Its incidence is unknown; less than 150 cases are described in the literature to date.1,3 The affected group is diverse and spread around the world. It is characterized by pre- and post-natal growth-delay, microcephalia, a cleft palate and lip, hypoplastic nasal alae, malar hypoplasia, micrognathia, hypertelorism, intracranial aneurisms, capillary hemangioma, exophthalmos, palpebral fissures with a downward slant, dysplastic or small ears, and cataracts or cloudy cornea. Heart congenital anomalies may also occur, such as interventricular communication and patent ductus arteriosus, cystic kidneys, enlarged genitalia, oligodactyly with thumb aplasia or hypoplasia, syndactyly, or clinodactyly.1,3–5 Upper limbs are more affected than lower limbs.9 There is parental consanguinity in 49% of the cases.6,7 The disease is caused by mutations of the ESCO 2 gene (establishment of cohesion of the counterpart 2), from which 26 mutations have been described to date.

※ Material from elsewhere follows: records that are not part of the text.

impl TagConstraint {
    pub fn new() -> Self {
        Self::default()
    }

    /// Builder form of [`TagConstraint::insert`]
    pub fn with(mut self, key: impl Into<String>, value: impl Into<String>) -> Self {
        self.insert(key, value);
        self
    }

    pub fn insert(&mut self, key: impl Into<String>, value: impl Into<String>) {
        let key = key.into();
        let value = value.into();
        match self.pairs.iter_mut().find(|(k, _)| *k == key) {
            Some(slot) => slot.1 = value,
            None => self.pairs.push((key, value)),
        }
    }

    pub fn get(&self, key: &str) -> Option<&str> {
        self.pairs
            .iter()
            .find(|(k, _)| k == key)
            .map(|(_, v)| v.as_str())
    }

    pub fn len(&self) -> usize {
        self.pairs.len()
    }

    pub fn is_empty(&self) -> bool {
        self.pairs.is_empty()
    }

    pub fn iter(&self) -> impl Iterator<Item = (&str, &str)> {
        self.pairs.iter().map(|(k, v)| (k.as_str(), v.as_str()))
    }
}

impl<K, V> FromIterator<(K, V)> for TagConstraint
where
    K: Into<String>,
    V: Into<String>,
{
    fn from_iter<I: IntoIterator<Item = (K, V)>>(iter: I) -> Self {
        let mut tags = TagConstraint::new();
        for (key, value) in iter {
            tags.insert(key, value);
        }
        tags
    }
}

impl<K, V, const N: usize> From<[(K, V); N]> for TagConstraint
where
    K: Into<String>,
    V: Into<String>,
{
    fn from(pairs: [(K, V); N]) -> Self {
        pairs.into_iter().collect()
    }
}

/// One child of a [`FilterExpression`]
#[derive(Debug, Clone, PartialEq)]
pub enum FilterNode {
    /// Tag equality tests, joined with the parent's operator
    Leaf(TagConstraint),
    /// Nested expression, parenthesised when it has more than one term
    Group(FilterExpression),
    /// A value from a filter document that is neither of the above.
    /// Kept as-is so the error surfaces at render time.
    Unsupported(Value),
}

impl From<TagConstraint> for FilterNode {
    fn from(tags: TagConstraint) -> Self {
        FilterNode::Leaf(tags)
    }
}

impl From<FilterExpression> for FilterNode {
    fn from(expr: FilterExpression) -> Self {
        FilterNode::Group(expr)
    }
}

impl From<Value> for FilterNode {
    /// Classify a JSON value: an object carrying `operator` is a nested
    /// expression, an object of strings is a tag mapping.
    fn from(value: Value) -> Self {
        let Value::Object(map) = &value else {
            return FilterNode::Unsupported(value);
        };

        if map.contains_key("operator") {
            return match FilterExpression::from_document(value.clone()) {
                Ok(expr) => FilterNode::Group(expr),
                Err(_) => FilterNode::Unsupported(value),
            };
        }

        let mut tags = TagConstraint::new();
        for (key, v) in map {
            match v {
                Value::String(s) => tags.insert(key.as_str(), s.as_str()),
                _ => return FilterNode::Unsupported(value),
            }
        }
        FilterNode::Leaf(tags)
    }
}

/// Boolean combination of tag constraints and nested expressions
#[derive(Debug, Clone, PartialEq)]
pub struct FilterExpression {
    operator: Operator,
    children: Vec<FilterNode>,
}

impl FilterExpression {
    pub fn new<I, C>(operator: Operator, children: I) -> Self
    where
        I: IntoIterator<Item = C>,
        C: Into<FilterNode>,
    {
        Self {
            operator,
            children: children.into_iter().map(Into::into).collect(),
        }
    }

    /// Expression over a single tag mapping
    pub fn tags(operator: Operator, tags: impl Into<TagConstraint>) -> Self {
        Self::new(operator, [FilterNode::Leaf(tags.into())])
    }

    pub fn and<I, C>(children: I) -> Self
    where
        I: IntoIterator<Item = C>,
        C: Into<FilterNode>,
    {
        Self::new(Operator::And, children)
    }

    pub fn or<I, C>(children: I) -> Self
    where
        I: IntoIterator<Item = C>,
        C: Into<FilterNode>,
    {
        Self::new(Operator::Or, children)
    }

    /// Build from an operator and an untyped value: an array is a list of
    /// children, anything else is a single child.
    pub fn from_value(operator: Operator, children: Value) -> Self {
        match children {
            Value::Array(items) => Self::new(operator, items),
            other => Self::new(operator, [other]),
        }
    }

    /// Parse a filter document
    ///
    /// ```json
    /// {"operator": "and", "children": [{"building": "b1"}, {"operator": "or", "children": [...]}]}
    /// ```
    ///
    /// Only the top-level shape is checked here; children are classified
    /// and validated when rendered.
    pub fn from_document(document: Value) -> Result<Self> {
        let Value::Object(mut map) = document else {
            return Err(Error::Validation(
                "filter document must be a JSON object".to_string(),
            ));
        };

        let operator = match map.get("operator") {
            Some(Value::String(op)) => op.parse::<Operator>()?,
            _ => {
                return Err(Error::Validation(
                    "filter document requires a string 'operator'".to_string(),
                ))
            }
        };

        let children = map.remove("children").ok_or_else(|| {
            Error::Validation("filter document requires 'children'".to_string())
        })?;

        Ok(Self::from_value(operator, children))
    }

    /// Parse a filter document from JSON text
    pub fn from_json(text: &str) -> Result<Self> {
        let document: Value = serde_json::from_str(text)
            .map_err(|e| Error::Validation(format!("invalid filter JSON: {}", e)))?;
        Self::from_document(document)
    }

    pub fn operator(&self) -> Operator {
        self.operator
    }

    pub fn children(&self) -> &[FilterNode] {
        &self.children
    }

    /// Append a child
    pub fn push(&mut self, child: impl Into<FilterNode>) {
        self.children.push(child.into());
    }

    /// Render as a Flux `filter()` call
    pub fn render(&self) -> Result<String> {
        Ok(format!("filter(fn: (r) => {})", self.predicate()?))
    }

    /// Render only the boolean expression inside the filter function
    pub fn predicate(&self) -> Result<String> {
        Ok(self.terms()?.join(&self.joiner()))
    }

    fn joiner(&self) -> String {
        format!(" {} ", self.operator.keyword())
    }

    /// Top-level terms of this node, in child order
    fn terms(&self) -> Result<Vec<String>> {
        if self.children.is_empty() {
            return Err(Error::EmptyFilter(
                "filter expression has no children".to_string(),
            ));
        }

        let mut terms = Vec::new();
        for (index, child) in self.children.iter().enumerate() {
            match child {
                FilterNode::Leaf(tags) => {
                    if tags.is_empty() {
                        return Err(Error::EmptyFilter(format!(
                            "tag mapping at position {} has no key/value pairs",
                            index
                        )));
                    }
                    terms.extend(tags.iter().map(|(k, v)| equality(k, v)));
                }
                FilterNode::Group(expr) => {
                    let mut inner = expr.terms()?;
                    if inner.len() == 1 {
                        terms.append(&mut inner);
                    } else {
                        terms.push(format!("({})", inner.join(&expr.joiner())));
                    }
                }
                FilterNode::Unsupported(value) => {
                    return Err(Error::UnsupportedChild(format!(
                        "child at position {} is {}, expected a tag mapping or a filter expression",
                        index,
                        describe(value)
                    )));
                }
            }
        }

        Ok(terms)
    }
}

fn equality(key: &str, value: &str) -> String {
    format!("r[\"{}\"] == \"{}\"", key, value)
}
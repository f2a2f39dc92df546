//! Log retrieval by recency or time range
//!
//! ```ignore
//! let service = LogQueryService::new(Arc::new(client), "logs", "logging");
//!
//! // three newest INFO records of one building, oldest first
//! let constraints = Constraints::new().tag("building", id).tag("level", "INFO");
//! let mut records = service.fetch_recent(3, constraints).await?;
//! while let Some(record) = records.try_next().await? {
//!     println!("{} {}", record.time, record.message);
//! }
//! ```

use crate::client::{QueryEngine, RowStream};
use crate::error::Result;
use crate::query::{FilterExpression, FilterNode, FluxQuery, Operator, TagConstraint, Timestamp};
use crate::record::LogRecord;
use futures::future;
use futures::stream::{self, BoxStream, StreamExt};
use std::sync::Arc;

/// Records of one query, decoded lazily. Dropping the stream closes the
/// underlying response.
pub type LogStream = BoxStream<'static, Result<LogRecord>>;

/// Optional query constraints: ad hoc tag pairs and/or an explicit filter
#[derive(Debug, Clone, Default)]
pub struct Constraints {
    tags: TagConstraint,
    filter: Option<FilterExpression>,
}

impl Constraints {
    pub fn new() -> Self {
        Self::default()
    }

    /// Require `key == value`
    pub fn tag(mut self, key: impl Into<String>, value: impl Into<String>) -> Self {
        self.tags.insert(key, value);
        self
    }

    /// Require an explicit filter expression, ANDed with any tag pairs
    pub fn filter(mut self, filter: FilterExpression) -> Self {
        self.filter = Some(filter);
        self
    }

    pub fn is_empty(&self) -> bool {
        self.tags.is_empty() && self.filter.is_none()
    }

    /// Normalise into a single expression
    ///
    /// Tag pairs become one AND-ed mapping; with an explicit filter as
    /// well, both become children of a new AND node.
    pub fn into_expression(self) -> Option<FilterExpression> {
        match (self.tags.is_empty(), self.filter) {
            (true, None) => None,
            (false, None) => Some(FilterExpression::tags(Operator::And, self.tags)),
            (true, Some(filter)) => Some(filter),
            (false, Some(filter)) => Some(FilterExpression::and([
                FilterNode::Leaf(self.tags),
                FilterNode::Group(filter),
            ])),
        }
    }
}

impl From<TagConstraint> for Constraints {
    fn from(tags: TagConstraint) -> Self {
        Self { tags, filter: None }
    }
}

impl From<FilterExpression> for Constraints {
    fn from(filter: FilterExpression) -> Self {
        Self {
            tags: TagConstraint::new(),
            filter: Some(filter),
        }
    }
}

/// Fetches log records of one measurement in one bucket
#[derive(Clone)]
pub struct LogQueryService {
    engine: Arc<dyn QueryEngine>,
    bucket: String,
    measurement: String,
}

impl LogQueryService {
    pub fn new(
        engine: Arc<dyn QueryEngine>,
        bucket: impl Into<String>,
        measurement: impl Into<String>,
    ) -> Self {
        Self {
            engine,
            bucket: bucket.into(),
            measurement: measurement.into(),
        }
    }

    pub fn bucket(&self) -> &str {
        &self.bucket
    }

    pub fn measurement(&self) -> &str {
        &self.measurement
    }

    /// The `limit` most recent records matching `constraints`, oldest first
    pub async fn fetch_recent(
        &self,
        limit: usize,
        constraints: impl Into<Constraints>,
    ) -> Result<LogStream> {
        let query = FluxQuery::recent(&self.bucket, &self.measurement, limit)
            .with_filter(constraints.into().into_expression());
        self.execute(&query.render()?).await
    }

    /// The single most recent record matching `constraints`
    pub async fn fetch_last(&self, constraints: impl Into<Constraints>) -> Result<Option<LogRecord>> {
        let mut records = self.fetch_recent(1, constraints).await?;
        records.next().await.transpose()
    }

    /// Records with `start <= time < end`, oldest first
    ///
    /// Both bounds must carry a timezone; a naive bound fails before any
    /// request is sent. `end` defaults to the server's current time. An
    /// empty or inverted window yields an empty stream.
    pub async fn fetch_by_time(
        &self,
        start: impl Into<Timestamp>,
        end: Option<Timestamp>,
        constraints: impl Into<Constraints>,
    ) -> Result<LogStream> {
        let start = start.into().require_zoned("start")?;
        let end = end.map(|end| end.require_zoned("end")).transpose()?;

        let query = FluxQuery::range(&self.bucket, &self.measurement, start, end)
            .with_filter(constraints.into().into_expression());
        let text = query.render()?;

        if matches!(end, Some(end) if end <= start) {
            tracing::debug!(%start, ?end, "Empty time window, skipping query");
            return Ok(stream::empty().boxed());
        }

        self.execute(&text).await
    }

    /// Run raw Flux text and map every row to a [`LogRecord`]
    pub async fn query(&self, flux: &str) -> Result<LogStream> {
        self.execute(flux).await
    }

    async fn execute(&self, flux: &str) -> Result<LogStream> {
        let rows = self.engine.query(flux).await?;
        Ok(map_rows(rows))
    }
}

/// Map rows to records, ending the stream after the first error
fn map_rows(rows: RowStream) -> LogStream {
    rows.scan(false, |failed, row| {
        if *failed {
            return future::ready(None);
        }
        let record = row.and_then(LogRecord::from_row);
        *failed = record.is_err();
        future::ready(Some(record))
    })
    .boxed()
}
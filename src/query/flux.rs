//! Flux query assembly
//!
//! Builds the two query shapes the service issues:
//!
//! ```text
//! from(bucket: "logs")
//! |> range(start: 0)
//! |> filter(fn: (r) => r["_measurement"] == "logging")
//! |> filter(fn: (r) => r["_field"] == "message")
//! |> filter(fn: (r) => r["level"] == "INFO")
//! |> group()
//! |> sort(columns: ["_time"], desc: true)
//! |> limit(n: 3)
//! |> sort(columns: ["_time"])
//! ```
//!
//! `group()` merges the per-tag-set tables so that sorting and the limit
//! apply across all series. The recency shape selects the newest `n`
//! points and then restores ascending order.

use super::filter::FilterExpression;
use super::time::flux_time;
use crate::error::{Error, Result};
use chrono::{DateTime, Utc};

/// Field every log point carries its message in
pub const MESSAGE_FIELD: &str = "message";

/// Time window of a query
#[derive(Debug, Clone, PartialEq, Eq)]
pub enum Window {
    /// The newest `limit` points, any time
    Recent { limit: usize },
    /// `[start, stop)`; `stop == None` means the server's `now()`
    Range {
        start: DateTime<Utc>,
        stop: Option<DateTime<Utc>>,
    },
}

/// A log query ready to be rendered into Flux text
#[derive(Debug, Clone)]
pub struct FluxQuery {
    bucket: String,
    measurement: String,
    window: Window,
    filter: Option<FilterExpression>,
}

impl FluxQuery {
    pub fn recent(bucket: impl Into<String>, measurement: impl Into<String>, limit: usize) -> Self {
        Self {
            bucket: bucket.into(),
            measurement: measurement.into(),
            window: Window::Recent { limit },
            filter: None,
        }
    }

    pub fn range(
        bucket: impl Into<String>,
        measurement: impl Into<String>,
        start: DateTime<Utc>,
        stop: Option<DateTime<Utc>>,
    ) -> Self {
        Self {
            bucket: bucket.into(),
            measurement: measurement.into(),
            window: Window::Range { start, stop },
            filter: None,
        }
    }

    pub fn with_filter(mut self, filter: Option<FilterExpression>) -> Self {
        self.filter = filter;
        self
    }

    pub fn window(&self) -> &Window {
        &self.window
    }

    /// Render the full query text
    pub fn render(&self) -> Result<String> {
        let range = match &self.window {
            Window::Recent { limit: 0 } => {
                return Err(Error::Validation(
                    "limit must be a positive integer".to_string(),
                ))
            }
            Window::Recent { .. } => "range(start: 0)".to_string(),
            Window::Range { start, stop } => format!(
                "range(start: {}, stop: {})",
                flux_time(start),
                stop.as_ref().map(flux_time).unwrap_or_else(|| "now()".to_string())
            ),
        };

        let mut stages = vec![
            format!("from(bucket: \"{}\")", self.bucket),
            range,
            format!(
                "filter(fn: (r) => r[\"_measurement\"] == \"{}\")",
                self.measurement
            ),
            format!("filter(fn: (r) => r[\"_field\"] == \"{}\")", MESSAGE_FIELD),
        ];

        if let Some(filter) = &self.filter {
            stages.push(filter.render()?);
        }

        stages.push("group()".to_string());

        match &self.window {
            Window::Recent { limit } => {
                stages.push("sort(columns: [\"_time\"], desc: true)".to_string());
                stages.push(format!("limit(n: {})", limit));
                stages.push("sort(columns: [\"_time\"])".to_string());
            }
            Window::Range { .. } => {
                stages.push("sort(columns: [\"_time\"])".to_string());
            }
        }

        Ok(stages.join("\n|> "))
    }
}
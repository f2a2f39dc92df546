//! Points and InfluxDB line protocol
//!
//! ```text
//! logging,logger=app,level=INFO message="test2." 1767225600000000
//! ```
//!
//! Timestamps are written with microsecond precision.

use crate::error::{Error, Result};
use chrono::{DateTime, Utc};

#[derive(Debug, Clone, PartialEq)]
pub enum FieldValue {
    String(String),
    Integer(i64),
    Float(f64),
    Boolean(bool),
}

impl From<String> for FieldValue {
    fn from(v: String) -> Self {
        FieldValue::String(v)
    }
}

impl From<&str> for FieldValue {
    fn from(v: &str) -> Self {
        FieldValue::String(v.to_string())
    }
}

impl From<i64> for FieldValue {
    fn from(v: i64) -> Self {
        FieldValue::Integer(v)
    }
}

impl From<f64> for FieldValue {
    fn from(v: f64) -> Self {
        FieldValue::Float(v)
    }
}

impl From<bool> for FieldValue {
    fn from(v: bool) -> Self {
        FieldValue::Boolean(v)
    }
}

/// One time-stamped measurement: tags, fields and a timestamp
#[derive(Debug, Clone, PartialEq)]
pub struct Point {
    measurement: String,
    tags: Vec<(String, String)>,
    fields: Vec<(String, FieldValue)>,
    timestamp: DateTime<Utc>,
}

impl Point {
    pub fn new(measurement: impl Into<String>) -> Self {
        Self {
            measurement: measurement.into(),
            tags: Vec::new(),
            fields: Vec::new(),
            timestamp: Utc::now(),
        }
    }

    /// Set a tag, replacing an earlier value for the same key
    pub fn tag(mut self, key: impl Into<String>, value: impl Into<String>) -> Self {
        let key = key.into();
        let value = value.into();
        match self.tags.iter_mut().find(|(k, _)| *k == key) {
            Some(slot) => slot.1 = value,
            None => self.tags.push((key, value)),
        }
        self
    }

    pub fn field(mut self, key: impl Into<String>, value: impl Into<FieldValue>) -> Self {
        let key = key.into();
        let value = value.into();
        match self.fields.iter_mut().find(|(k, _)| *k == key) {
            Some(slot) => slot.1 = value,
            None => self.fields.push((key, value)),
        }
        self
    }

    pub fn timestamp(mut self, timestamp: DateTime<Utc>) -> Self {
        self.timestamp = timestamp;
        self
    }

    pub fn measurement(&self) -> &str {
        &self.measurement
    }

    pub fn tag_value(&self, key: &str) -> Option<&str> {
        self.tags
            .iter()
            .find(|(k, _)| k == key)
            .map(|(_, v)| v.as_str())
    }

    pub fn field_value(&self, key: &str) -> Option<&FieldValue> {
        self.fields.iter().find(|(k, _)| k == key).map(|(_, v)| v)
    }

    /// Encode as one line of line protocol
    ///
    /// Tags with empty values are dropped; a point needs at least one field.
    pub fn to_line(&self) -> Result<String> {
        if self.measurement.is_empty() {
            return Err(Error::Validation("point has no measurement".to_string()));
        }
        if self.fields.is_empty() {
            return Err(Error::Validation(format!(
                "point for measurement '{}' has no fields",
                self.measurement
            )));
        }

        let mut line = escape(&self.measurement, &[',', ' ']);

        for (key, value) in &self.tags {
            if key.is_empty() || value.is_empty() {
                continue;
            }
            line.push(',');
            line.push_str(&escape(key, KEY_SPECIALS));
            line.push('=');
            line.push_str(&escape(value, KEY_SPECIALS));
        }

        let fields: Vec<String> = self
            .fields
            .iter()
            .map(|(key, value)| format!("{}={}", escape(key, KEY_SPECIALS), encode_field(value)))
            .collect();
        line.push(' ');
        line.push_str(&fields.join(","));

        line.push(' ');
        line.push_str(&self.timestamp.timestamp_micros().to_string());

        Ok(line)
    }
}

const KEY_SPECIALS: &[char] = &[',', '=', ' '];

fn escape(s: &str, specials: &[char]) -> String {
    let mut out = String::with_capacity(s.len());
    for c in s.chars() {
        match c {
            '\\' => out.push_str("\\\\"),
            '\n' => out.push_str("\\n"),
            c if specials.contains(&c) => {
                out.push('\\');
                out.push(c);
            }
            c => out.push(c),
        }
    }
    out
}

fn encode_field(value: &FieldValue) -> String {
    match value {
        FieldValue::String(s) => {
            let escaped = s.replace('\\', "\\\\").replace('"', "\\\"");
            format!("\"{}\"", escaped)
        }
        FieldValue::Integer(i) => format!("{}i", i),
        FieldValue::Float(f) => f.to_string(),
        FieldValue::Boolean(b) => b.to_string(),
    }
}

#[cfg(test)]
mod tests {
    use super::*;

    fn at_epoch() -> DateTime<Utc> {
        DateTime::from_timestamp(1_767_225_600, 123_456_000).unwrap()
    }

    #[test]
    fn test_basic_line() {
        let line = Point::new("logging")
            .tag("logger", "app")
            .tag("level", "INFO")
            .field("message", "test2.")
            .timestamp(at_epoch())
            .to_line()
            .unwrap();
        assert_eq!(
            line,
            "logging,logger=app,level=INFO message=\"test2.\" 1767225600123456"
        );
    }

    #[test]
    fn test_escaping() {
        let line = Point::new("my logs,v2")
            .tag("file name", "a=b,c")
            .field("message", r#"say "hi" \o/"#)
            .timestamp(at_epoch())
            .to_line()
            .unwrap();
        assert_eq!(
            line,
            r#"my\ logs\,v2,file\ name=a\=b\,c message="say \"hi\" \\o/" 1767225600123456"#
        );
    }

    #[test]
    fn test_trailing_backslash_does_not_escape_separator() {
        let line = Point::new("logging")
            .tag("dir", "C:\\")
            .tag("level", "INFO")
            .field("message", "x")
            .timestamp(at_epoch())
            .to_line()
            .unwrap();
        assert!(!line.contains("C:\\,"));
        assert_eq!(
            line,
            r#"logging,dir=C:\\,level=INFO message="x" 1767225600123456"#
        );

        let line = Point::new(r"a\b")
            .tag(r"k\", "v")
            .field(r"f\", 1i64)
            .timestamp(at_epoch())
            .to_line()
            .unwrap();
        assert_eq!(line, r"a\\b,k\\=v f\\=1i 1767225600123456");
    }

    #[test]
    fn test_field_types() {
        let line = Point::new("m")
            .field("i", 42i64)
            .field("f", 1.5f64)
            .field("b", true)
            .timestamp(at_epoch())
            .to_line()
            .unwrap();
        assert_eq!(line, "m i=42i,f=1.5,b=true 1767225600123456");
    }

    #[test]
    fn test_empty_tags_are_dropped_and_tags_replace() {
        let point = Point::new("m")
            .tag("shard_id", "")
            .tag("bot", "a")
            .tag("bot", "b")
            .field("message", "x")
            .timestamp(at_epoch());
        assert_eq!(point.tag_value("bot"), Some("b"));
        assert_eq!(point.to_line().unwrap(), "m,bot=b message=\"x\" 1767225600123456");
    }

    #[test]
    fn test_point_without_fields_is_rejected() {
        assert!(Point::new("m").tag("a", "b").to_line().is_err());
        assert!(Point::new("").field("a", 1i64).to_line().is_err());
    }
}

This gene is located in the short arm of the human chromosome 8p21.1, codifying it as an acetyltransferase involved in the regulation of the sister chromatid cohesion.1,3 Roberts syndrome has been shown to be a “mitotic mutant”.8

At a cytogenetic level, a premature separation of heterochromatin of the centromeres is described, usually most evident in the acrocentric chromosomes and in the long arms of the Y chromosome. On the other hand, the premature separation of the centromeric heterochromatin has only been observed in 50% of the cases.2,6,10–12 The risk of recurrent disease is 25% of couples with a positive family background. Prenatal diagnosis of risky pregnancies requires an ultrasound at 12 weeks gestation; chorionic villus sampling at 8 weeks gestation will be performed in women with a high recurrence risk of Roberts syndrome. Prenatal cytogenetic analysis is conducted in the cells in the chorionic villus samplings, either amniocentesis or cordocentesis. However, a negative cytogenetic analysis does not exclude diagnosis.

Prognosis is adverse. High mortality rate during the neonatal period and childhood are mainly due to cardiac or renal malformations.

Intellectual disability occurs in most of the affected subjects; in some cases, intelligence can be normal. Mildly affected individuals may survive until adult age, and treatment is designed to improve quality of life.